[Records to use — start]

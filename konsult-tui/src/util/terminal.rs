//! 终端初始化和清理
//!
//! 进入 raw mode + 备用屏幕前先装好 panic hook：
//! 程序 panic 时先把终端还给 shell，再写日志并交给默认 hook 打印。

use std::io::{self, Stdout};

use anyhow::Result;
use crossterm::{
    execute,
    terminal::{disable_raw_mode, enable_raw_mode, EnterAlternateScreen, LeaveAlternateScreen},
};
use ratatui::{backend::CrosstermBackend, Terminal};

/// 终端类型别名
pub type Term = Terminal<CrosstermBackend<Stdout>>;

/// 初始化终端
pub fn init_terminal() -> Result<Term> {
    install_panic_hook();

    enable_raw_mode()?;
    let mut stdout = io::stdout();
    execute!(stdout, EnterAlternateScreen)?;

    let terminal = Terminal::new(CrosstermBackend::new(stdout))?;
    Ok(terminal)
}

/// 恢复终端
pub fn restore_terminal(terminal: &mut Term) -> Result<()> {
    disable_raw_mode()?;
    execute!(terminal.backend_mut(), LeaveAlternateScreen)?;
    terminal.show_cursor()?;
    Ok(())
}

fn install_panic_hook() {
    let default_hook = std::panic::take_hook();

    std::panic::set_hook(Box::new(move |info| {
        // 尽力恢复，失败也要继续打印 panic 信息
        let _ = disable_raw_mode();
        let _ = execute!(io::stdout(), LeaveAlternateScreen);

        tracing::error!("panic: {info}");
        default_hook(info);
    }));
}
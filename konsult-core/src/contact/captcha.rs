//! CAPTCHA integration
//!
//! The widget is an external collaborator. It talks to the form through two
//! inbound events (`verified(token)`, `cleared()`) and the form talks back
//! through a single outbound call, `reset()`.

use std::time::{Duration, Instant};

/// Public reCAPTCHA v2 test key; always verifies
pub const TEST_SITE_KEY: &str = "6LeIxAcTAAAAAJcZVRqyHh71UMIEGNQ_MXjiZKhI";

/// Default lifetime of a solved challenge
pub const DEFAULT_TOKEN_TTL: Duration = Duration::from_secs(120);

/// Event raised by the widget
#[derive(Debug, Clone, PartialEq, Eq)]
pub enum CaptchaEvent {
    /// Challenge solved
    Verified(String),
    /// Token expired or the widget was reset
    Cleared,
}

impl CaptchaEvent {
    /// Map a widget callback value (token or null) to an event
    pub fn from_callback(token: Option<String>) -> Self {
        match token {
            Some(token) if !token.is_empty() => CaptchaEvent::Verified(token),
            _ => CaptchaEvent::Cleared,
        }
    }
}

/// Inbound side: receives widget events
pub trait CaptchaEvents {
    fn captcha_verified(&mut self, token: String);
    fn captcha_cleared(&mut self);

    /// Route an event to the matching handler
    fn handle_captcha(&mut self, event: CaptchaEvent) {
        match event {
            CaptchaEvent::Verified(token) => self.captcha_verified(token),
            CaptchaEvent::Cleared => self.captcha_cleared(),
        }
    }
}

/// Outbound side: what the form may ask of the widget
pub trait CaptchaWidget: Send {
    /// Key the widget was rendered with
    fn site_key(&self) -> &str;

    /// Put the widget back into its unsolved state
    fn reset(&mut self);
}

/// Checkbox widget backed by the test site key
///
/// Ticking the box always succeeds and yields a random token, which expires
/// after `ttl` like a real challenge does.
#[derive(Debug, Clone)]
pub struct TestCaptcha {
    site_key: String,
    ttl: Duration,
    solved_at: Option<Instant>,
}

impl TestCaptcha {
    pub fn new(site_key: impl Into<String>, ttl: Duration) -> Self {
        Self {
            site_key: site_key.into(),
            ttl,
            solved_at: None,
        }
    }

    /// Whether the checkbox is ticked
    pub fn is_checked(&self) -> bool {
        self.solved_at.is_some()
    }

    /// Visitor ticks the checkbox; `None` when it is already ticked
    pub fn solve(&mut self, now: Instant) -> Option<CaptchaEvent> {
        if self.solved_at.is_some() {
            return None;
        }
        self.solved_at = Some(now);
        Some(CaptchaEvent::Verified(uuid::Uuid::new_v4().to_string()))
    }

    /// Emit `Cleared` once the solved token has outlived its ttl
    pub fn poll_expiry(&mut self, now: Instant) -> Option<CaptchaEvent> {
        let solved_at = self.solved_at?;
        if now.saturating_duration_since(solved_at) >= self.ttl {
            log::debug!("CAPTCHA token expired");
            self.solved_at = None;
            Some(CaptchaEvent::Cleared)
        } else {
            None
        }
    }
}

impl Default for TestCaptcha {
    fn default() -> Self {
        Self::new(TEST_SITE_KEY, DEFAULT_TOKEN_TTL)
    }
}

impl CaptchaWidget for TestCaptcha {
    fn site_key(&self) -> &str {
        &self.site_key
    }

    fn reset(&mut self) {
        self.solved_at = None;
    }
}

#[cfg(test)]
mod tests {
    use super::*;

    #[test]
    fn null_callback_clears() {
        assert_eq!(CaptchaEvent::from_callback(None), CaptchaEvent::Cleared);
        assert_eq!(
            CaptchaEvent::from_callback(Some(String::new())),
            CaptchaEvent::Cleared
        );
        assert_eq!(
            CaptchaEvent::from_callback(Some("tok".into())),
            CaptchaEvent::Verified("tok".into())
        );
    }

    #[test]
    fn solving_twice_yields_one_token() {
        let mut captcha = TestCaptcha::default();
        let now = Instant::now();

        assert!(matches!(captcha.solve(now), Some(CaptchaEvent::Verified(_))));
        assert!(captcha.solve(now).is_none());
        assert!(captcha.is_checked());
    }

    #[test]
    fn token_expires_after_ttl() {
        let mut captcha = TestCaptcha::new(TEST_SITE_KEY, Duration::from_secs(2));
        let start = Instant::now();
        captcha.solve(start);

        assert_eq!(captcha.poll_expiry(start + Duration::from_secs(1)), None);
        assert_eq!(
            captcha.poll_expiry(start + Duration::from_secs(2)),
            Some(CaptchaEvent::Cleared)
        );
        assert!(!captcha.is_checked());
        assert_eq!(captcha.poll_expiry(start + Duration::from_secs(3)), None);
    }

    #[test]
    fn reset_unticks() {
        let mut captcha = TestCaptcha::default();
        captcha.solve(Instant::now());
        captcha.reset();
        assert!(!captcha.is_checked());
        assert_eq!(captcha.site_key(), TEST_SITE_KEY);
    }
}
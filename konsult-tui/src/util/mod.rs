//!
//! src/util/mod.rs
//! Util 层：基础设施和工具函数
//!
//! Util 层提供与业务逻辑无关的基础设施代码：
//!     - 终端的初始化和恢复（terminal.rs）
//!     - 文件日志（logging.rs）
//!
//!
//! 有模块结构：
//!     src/util/mod.rs
//!         mod logging;        // tracing 文件日志
//!         mod terminal;       // 终端初始化和恢复
//!
//!         pub use logging::init_logging;
//!         pub use terminal::{init_terminal, restore_terminal, Term};
//!
//!
//!     · Raw Mode（原始模式）
//!         - 关闭行缓冲：无需按 Enter，每个按键立即生效
//!         - 关闭字符回显：按键不会显示在终端上
//!         - 捕获所有按键：包括 Ctrl+C、箭头键等特殊键
//!
//!     · Alternate Screen（备用屏幕）
//!         - TUI 应用在备用屏幕运行，退出后恢复主屏幕内容
//!
//!     · 日志
//!         stdout 属于终端界面，任何 println! 都会破坏画面。
//!         因此日志一律写入文件，由 init_logging() 返回的 WorkerGuard
//!         在 main() 结束时刷新。
//!
//!         tail -f ~/.local/share/konsult/konsult.log
//!
//!
//! 注意：无论程序是正常退出还是发生错误，都必须调用 restore_terminal()！
//!       否则终端会保持在原始模式，用户输入不会正常显示。
//!     —— 去往 src/app.rs 主循环吧
//!

mod logging;
mod terminal;

pub use logging::init_logging;
pub use terminal::{init_terminal, restore_terminal, Term};
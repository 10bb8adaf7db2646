//! 英文翻译 (en-US)

use super::keys::{
    AboutTexts, CaptchaTexts, ContactFormTexts, ContactInfoTexts, ContactTexts, FeaturesTexts,
    HeroTexts, HintTexts, HomeTexts, NavTexts, ServicesTexts, SiteTexts, TitledText, Translations,
};

pub const TRANSLATIONS: Translations = Translations {
    site: SiteTexts {
        brand: "IT Konsult",
        footer: "© IT Konsult. All rights reserved.",
    },

    nav: NavTexts {
        home: "Home",
        services: "Services",
        about: "About",
        contact: "Contact",
        menu: "Menu",
    },

    home: HomeTexts {
        hero: HeroTexts {
            title: "IT Consultant with a passion for innovation",
            subtitle: "I help companies build modern, scalable and efficient IT solutions",
            cta: "Book a call",
            cta2: "View services",
        },
        features: FeaturesTexts {
            title: "Why choose me?",
            experience: TitledText {
                title: "Broad experience",
                body: "Many years of experience with complex IT projects and modern technologies",
            },
            quality: TitledText {
                title: "High quality",
                body: "Focus on clean code, best practices and long-term solutions",
            },
            flexible: TitledText {
                title: "Flexible",
                body: "I adapt to your needs and work both on-site and remotely",
            },
        },
    },

    services: ServicesTexts {
        title: "My Services",
        subtitle: "I offer a wide range of IT consulting services",
        visare: TitledText {
            title: "Visare",
            body: "Advanced visualization solution for data analysis and presentation. Perfect for companies that need to transform complex data into clear insights.",
        },
        mapongo: TitledText {
            title: "MapOnGo",
            body: "Innovative map-based application for navigation and location-based services. Ideal for logistics and field work.",
        },
        consulting: TitledText {
            title: "Consulting Services",
            body: "Tailored IT consulting services in system development, architecture and technical advisory. I help you from idea to finished solution.",
        },
        cta: "Interested? Contact me",
    },

    about: AboutTexts {
        title: "About Me",
        intro: "I am an experienced IT consultant with a passion for creating innovative solutions",
        bio: TitledText {
            title: "Background",
            body: "With many years of experience in the IT industry, I have worked with everything from small startups to large enterprises. My expertise spans system development, architecture and project management.",
        },
        experience: TitledText {
            title: "Experience",
            body: "I have delivered successful projects across various industries and have worked with technologies such as React, TypeScript, Node.js, Java and C#.",
        },
        approach: TitledText {
            title: "My approach",
            body: "I believe in close collaboration with clients and needs analysis as the foundation for quality and long-term sustainability.",
        },
    },

    contact: ContactTexts {
        title: "Contact Me",
        subtitle: "Have a project or an idea? Get in touch!",
        form: ContactFormTexts {
            name: "Name",
            name_placeholder: "Your name",
            email: "Email",
            email_placeholder: "your@email.com",
            company: "Company (optional)",
            company_placeholder: "Your company",
            message: "Message",
            message_placeholder: "Tell me about your project or question...",
            submit: "Send message",
            sending: "Sending...",
            success: "Thank you for your message! I will get back to you as soon as possible.",
            error: "Something went wrong. Please try again.",
            required: "Please fill out this field",
            invalid_email: "Please enter a valid email address",
        },
        captcha: CaptchaTexts {
            label: "I'm not a robot",
            verified: "Verified",
        },
        info: ContactInfoTexts {
            title: "Contact Information",
            email: "Email",
            email_protected: "Complete CAPTCHA to view email address",
            location: "Location",
            location_value: "Sweden",
        },
    },

    hints: HintTexts {
        navigate: "Navigate",
        open: "Open",
        switch_panel: "Switch panel",
        next_field: "Next field",
        submit: "Send",
        captcha: "CAPTCHA",
        scroll: "Scroll",
        language: "Language",
        menu: "Menu",
        help: "Help",
        back: "Back",
        quit: "Quit",
        help_title: "Keyboard shortcuts",
    },
};
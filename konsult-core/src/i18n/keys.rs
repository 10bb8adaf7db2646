//! Translation key definitions
//!
//! Every piece of UI text is a `&'static str` field, so both language tables
//! must define the full key set or the crate does not compile.
//!
//! ## Naming
//!
//! 1. Text belongs to the page it appears on: `home.*`, `services.*`, `about.*`, `contact.*`
//! 2. Navigation bar text lives under `nav.*`
//! 3. Frame text (brand, footer) lives under `site.*`
//! 4. Terminal key hints live under `hints.*`
//!
//! [`Translations::entries`] flattens the struct into dot-notation keys
//! (`contact.form.email.placeholder`); [`super::lookup`] indexes them once per
//! language for lookups by string.

/// Root of all translated texts
pub struct Translations {
    /// Frame texts
    pub site: SiteTexts,
    /// Navigation bar
    pub nav: NavTexts,
    /// Home page
    pub home: HomeTexts,
    /// Services page
    pub services: ServicesTexts,
    /// About page
    pub about: AboutTexts,
    /// Contact page
    pub contact: ContactTexts,
    /// Key hints
    pub hints: HintTexts,
}

// ============================================================================
// Frame
// ============================================================================

pub struct SiteTexts {
    pub brand: &'static str,
    pub footer: &'static str,
}

// ============================================================================
// Navigation
// ============================================================================

pub struct NavTexts {
    pub home: &'static str,
    pub services: &'static str,
    pub about: &'static str,
    pub contact: &'static str,
    pub menu: &'static str,
}

// ============================================================================
// Home page
// ============================================================================

pub struct HomeTexts {
    pub hero: HeroTexts,
    pub features: FeaturesTexts,
}

pub struct HeroTexts {
    pub title: &'static str,
    pub subtitle: &'static str,
    /// Primary call to action (leads to Contact)
    pub cta: &'static str,
    /// Secondary call to action (leads to Services)
    pub cta2: &'static str,
}

pub struct FeaturesTexts {
    pub title: &'static str,
    pub experience: TitledText,
    pub quality: TitledText,
    pub flexible: TitledText,
}

/// A heading with one paragraph of body text
pub struct TitledText {
    pub title: &'static str,
    pub body: &'static str,
}

// ============================================================================
// Services page
// ============================================================================

pub struct ServicesTexts {
    pub title: &'static str,
    pub subtitle: &'static str,
    pub visare: TitledText,
    pub mapongo: TitledText,
    pub consulting: TitledText,
    pub cta: &'static str,
}

// ============================================================================
// About page
// ============================================================================

pub struct AboutTexts {
    pub title: &'static str,
    pub intro: &'static str,
    pub bio: TitledText,
    pub experience: TitledText,
    pub approach: TitledText,
}

// ============================================================================
// Contact page
// ============================================================================

pub struct ContactTexts {
    pub title: &'static str,
    pub subtitle: &'static str,
    pub form: ContactFormTexts,
    pub captcha: CaptchaTexts,
    pub info: ContactInfoTexts,
}

pub struct ContactFormTexts {
    pub name: &'static str,
    pub name_placeholder: &'static str,
    pub email: &'static str,
    pub email_placeholder: &'static str,
    pub company: &'static str,
    pub company_placeholder: &'static str,
    pub message: &'static str,
    pub message_placeholder: &'static str,
    pub submit: &'static str,
    pub sending: &'static str,
    pub success: &'static str,
    pub error: &'static str,
    /// Shown next to an empty required field
    pub required: &'static str,
    /// Shown next to a malformed email address
    pub invalid_email: &'static str,
}

pub struct CaptchaTexts {
    pub label: &'static str,
    pub verified: &'static str,
}

pub struct ContactInfoTexts {
    pub title: &'static str,
    pub email: &'static str,
    pub email_protected: &'static str,
    pub location: &'static str,
    pub location_value: &'static str,
}

// ============================================================================
// Key hints
// ============================================================================

pub struct HintTexts {
    pub navigate: &'static str,
    pub open: &'static str,
    pub switch_panel: &'static str,
    pub next_field: &'static str,
    pub submit: &'static str,
    pub captcha: &'static str,
    pub scroll: &'static str,
    pub language: &'static str,
    pub menu: &'static str,
    pub help: &'static str,
    pub back: &'static str,
    pub quit: &'static str,
    pub help_title: &'static str,
}

impl Translations {
    /// Flatten into `(dot.key, text)` pairs
    pub fn entries(&self) -> Vec<(&'static str, &'static str)> {
        let Self {
            site,
            nav,
            home,
            services,
            about,
            contact,
            hints,
        } = self;

        vec![
            ("site.brand", site.brand),
            ("site.footer", site.footer),
            ("nav.home", nav.home),
            ("nav.services", nav.services),
            ("nav.about", nav.about),
            ("nav.contact", nav.contact),
            ("nav.menu", nav.menu),
            ("home.hero.title", home.hero.title),
            ("home.hero.subtitle", home.hero.subtitle),
            ("home.hero.cta", home.hero.cta),
            ("home.hero.cta2", home.hero.cta2),
            ("home.features.title", home.features.title),
            ("home.features.experience.title", home.features.experience.title),
            ("home.features.experience.desc", home.features.experience.body),
            ("home.features.quality.title", home.features.quality.title),
            ("home.features.quality.desc", home.features.quality.body),
            ("home.features.flexible.title", home.features.flexible.title),
            ("home.features.flexible.desc", home.features.flexible.body),
            ("services.title", services.title),
            ("services.subtitle", services.subtitle),
            ("services.visare.title", services.visare.title),
            ("services.visare.desc", services.visare.body),
            ("services.mapongo.title", services.mapongo.title),
            ("services.mapongo.desc", services.mapongo.body),
            ("services.consulting.title", services.consulting.title),
            ("services.consulting.desc", services.consulting.body),
            ("services.cta", services.cta),
            ("about.title", about.title),
            ("about.intro", about.intro),
            ("about.bio.title", about.bio.title),
            ("about.bio.content", about.bio.body),
            ("about.experience.title", about.experience.title),
            ("about.experience.content", about.experience.body),
            ("about.approach.title", about.approach.title),
            ("about.approach.content", about.approach.body),
            ("contact.title", contact.title),
            ("contact.subtitle", contact.subtitle),
            ("contact.form.name", contact.form.name),
            ("contact.form.name.placeholder", contact.form.name_placeholder),
            ("contact.form.email", contact.form.email),
            ("contact.form.email.placeholder", contact.form.email_placeholder),
            ("contact.form.company", contact.form.company),
            ("contact.form.company.placeholder", contact.form.company_placeholder),
            ("contact.form.message", contact.form.message),
            ("contact.form.message.placeholder", contact.form.message_placeholder),
            ("contact.form.submit", contact.form.submit),
            ("contact.form.sending", contact.form.sending),
            ("contact.form.success", contact.form.success),
            ("contact.form.error", contact.form.error),
            ("contact.form.required", contact.form.required),
            ("contact.form.invalid_email", contact.form.invalid_email),
            ("contact.captcha.label", contact.captcha.label),
            ("contact.captcha.verified", contact.captcha.verified),
            ("contact.info.title", contact.info.title),
            ("contact.info.email", contact.info.email),
            ("contact.info.email.protected", contact.info.email_protected),
            ("contact.info.location", contact.info.location),
            ("contact.info.location.value", contact.info.location_value),
            ("hints.navigate", hints.navigate),
            ("hints.open", hints.open),
            ("hints.switch_panel", hints.switch_panel),
            ("hints.next_field", hints.next_field),
            ("hints.submit", hints.submit),
            ("hints.captcha", hints.captcha),
            ("hints.scroll", hints.scroll),
            ("hints.language", hints.language),
            ("hints.menu", hints.menu),
            ("hints.help", hints.help),
            ("hints.back", hints.back),
            ("hints.quit", hints.quit),
            ("hints.help_title", hints.help_title),
        ]
    }
}
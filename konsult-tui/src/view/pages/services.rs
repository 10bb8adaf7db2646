//! 服务页面

use ratatui::{layout::Rect, Frame};

use konsult_core::{LanguageContext, Route};

use crate::model::App;

use super::{action_row, header, render_scrolled, section};

pub fn render(app: &App, language: &LanguageContext, frame: &mut Frame, area: Rect) {
    let services = &language.texts().services;

    let mut lines = header(services.title, services.subtitle);
    for service in [&services.visare, &services.mapongo, &services.consulting] {
        lines.extend(section(service));
    }
    lines.push(action_row(app, language, Route::Services));

    render_scrolled(app, frame, area, lines);
}
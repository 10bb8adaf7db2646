//! End-to-end contact form scenarios against the public API

use std::sync::atomic::{AtomicUsize, Ordering};
use std::sync::Arc;
use std::time::{Duration, Instant};

use async_trait::async_trait;
use konsult_core::contact::{
    CaptchaEvents, ContactFlow, ContactPayload, ContactSubmitter, EmailReveal, FormField,
    SimulatedSubmitter, SubmissionStatus, SubmitAttempt, TestCaptcha,
};
use konsult_core::{CoreError, CoreResult};

#[derive(Default)]
struct CountingSubmitter {
    calls: AtomicUsize,
}

#[async_trait]
impl ContactSubmitter for CountingSubmitter {
    async fn submit(&self, _payload: &ContactPayload) -> CoreResult<()> {
        self.calls.fetch_add(1, Ordering::SeqCst);
        tokio::time::sleep(Duration::from_millis(50)).await;
        Ok(())
    }
}

fn fill(flow: &mut ContactFlow) {
    for (field, value) in [
        (FormField::Name, "Ada"),
        (FormField::Email, "ada@x.com"),
        (FormField::Message, "Hello"),
    ] {
        flow.set_field(field, value);
    }
}

fn tick_captcha(flow: &mut ContactFlow) {
    let event = flow.captcha_mut().solve(Instant::now());
    if let Some(event) = event {
        flow.handle_captcha(event);
    }
}

#[tokio::test(start_paused = true)]
async fn visitor_sends_message_with_simulated_backend() {
    let mut flow = ContactFlow::new(1, TestCaptcha::default());
    fill(&mut flow);

    assert_eq!(
        flow.email_reveal("contact@example.com"),
        EmailReveal::Protected
    );
    tick_captcha(&mut flow);
    assert!(flow.can_submit());
    assert_eq!(
        flow.email_reveal("contact@example.com"),
        EmailReveal::Revealed("contact@example.com")
    );

    let submitter = SimulatedSubmitter::default();
    flow.submit(&submitter, Duration::from_secs(15))
        .await
        .unwrap();

    assert_eq!(flow.status(), SubmissionStatus::Success);
    assert!(flow.form().name.is_empty());
    assert!(!flow.captcha().is_checked());
    assert!(!flow.is_captcha_verified());
}

#[tokio::test(start_paused = true)]
async fn double_press_dispatches_one_submission() {
    let mut flow = ContactFlow::new(7, TestCaptcha::default());
    fill(&mut flow);
    tick_captcha(&mut flow);
    let submitter = Arc::new(CountingSubmitter::default());

    let SubmitAttempt::Dispatched(pending) = flow.begin_submit() else {
        panic!("first press should dispatch");
    };
    assert!(matches!(flow.begin_submit(), SubmitAttempt::InFlight));

    let task = {
        let submitter = Arc::clone(&submitter);
        tokio::spawn(async move { pending.run(submitter.as_ref(), Duration::from_secs(15)).await })
    };
    let outcome = task.await.unwrap();

    assert!(flow.finish(outcome));
    assert_eq!(submitter.calls.load(Ordering::SeqCst), 1);
    assert_eq!(flow.status(), SubmissionStatus::Success);
}

#[tokio::test]
async fn bot_submission_never_reaches_backend() {
    let mut flow = ContactFlow::new(3, TestCaptcha::default());
    fill(&mut flow);
    tick_captcha(&mut flow);
    flow.set_field(FormField::Honeypot, "http://spam.example");
    let submitter = CountingSubmitter::default();

    let err = flow
        .submit(&submitter, Duration::from_secs(15))
        .await
        .unwrap_err();

    assert!(matches!(err, CoreError::SpamSuppressed));
    assert_eq!(flow.status(), SubmissionStatus::Idle);
    assert_eq!(submitter.calls.load(Ordering::SeqCst), 0);
}

#[tokio::test]
async fn unverified_submission_never_reaches_backend() {
    let mut flow = ContactFlow::new(4, TestCaptcha::default());
    fill(&mut flow);
    let submitter = CountingSubmitter::default();

    let err = flow
        .submit(&submitter, Duration::from_secs(15))
        .await
        .unwrap_err();

    assert!(matches!(err, CoreError::CaptchaRequired));
    assert_eq!(flow.status(), SubmissionStatus::Error);
    assert_eq!(submitter.calls.load(Ordering::SeqCst), 0);
    assert_eq!(flow.form().message, "Hello");
}

#[tokio::test(start_paused = true)]
async fn outcome_after_unmount_is_dropped() {
    let mut flow = ContactFlow::new(10, TestCaptcha::default());
    fill(&mut flow);
    tick_captcha(&mut flow);
    let SubmitAttempt::Dispatched(pending) = flow.begin_submit() else {
        panic!("expected dispatch");
    };
    let task = tokio::spawn(async move {
        pending
            .run(&SimulatedSubmitter::default(), Duration::from_secs(15))
            .await
    });

    // leaving the page drops the form; coming back mounts a fresh one
    drop(flow);
    let mut remounted = ContactFlow::new(11, TestCaptcha::default());

    let outcome = task.await.unwrap();
    assert!(outcome.result.is_ok());
    assert!(!remounted.finish(outcome));
    assert_eq!(remounted.status(), SubmissionStatus::Idle);
}

#[tokio::test(start_paused = true)]
async fn cancelled_submit_leaves_form_usable() {
    let mut flow = ContactFlow::new(9, TestCaptcha::default());
    fill(&mut flow);
    tick_captcha(&mut flow);

    let slow = SimulatedSubmitter::new(Duration::from_secs(5));
    let cancelled = tokio::time::timeout(
        Duration::from_millis(10),
        flow.submit(&slow, Duration::from_secs(15)),
    )
    .await;
    assert!(cancelled.is_err());

    assert_eq!(flow.status(), SubmissionStatus::Error);
    assert_eq!(flow.form().name, "Ada");
    assert!(matches!(flow.begin_submit(), SubmitAttempt::Dispatched(_)));
}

[Records to use — finish]

To do: Only the lines above starting at the line that holds "use anyhow::Result;" and ending at the line that holds "let default_hook = std::panic::take_hook();" are to be repeated, exactly and in full.

Written answer:
use anyhow::Result;
use crossterm::{
    execute,
    terminal::{disable_raw_mode, enable_raw_mode, EnterAlternateScreen, LeaveAlternateScreen},
};
use ratatui::{backend::CrosstermBackend, Terminal};

/// 终端类型别名
pub type Term = Terminal<CrosstermBackend<Stdout>>;

/// 初始化终端
pub fn init_terminal() -> Result<Term> {
    install_panic_hook();

    enable_raw_mode()?;
    let mut stdout = io::stdout();
    execute!(stdout, EnterAlternateScreen)?;

    let terminal = Terminal::new(CrosstermBackend::new(stdout))?;
    Ok(terminal)
}

/// 恢复终端
pub fn restore_terminal(terminal: &mut Term) -> Result<()> {
    disable_raw_mode()?;
    execute!(terminal.backend_mut(), LeaveAlternateScreen)?;
    terminal.show_cursor()?;
    Ok(())
}

fn install_panic_hook() {
    let default_hook = std::panic::take_hook();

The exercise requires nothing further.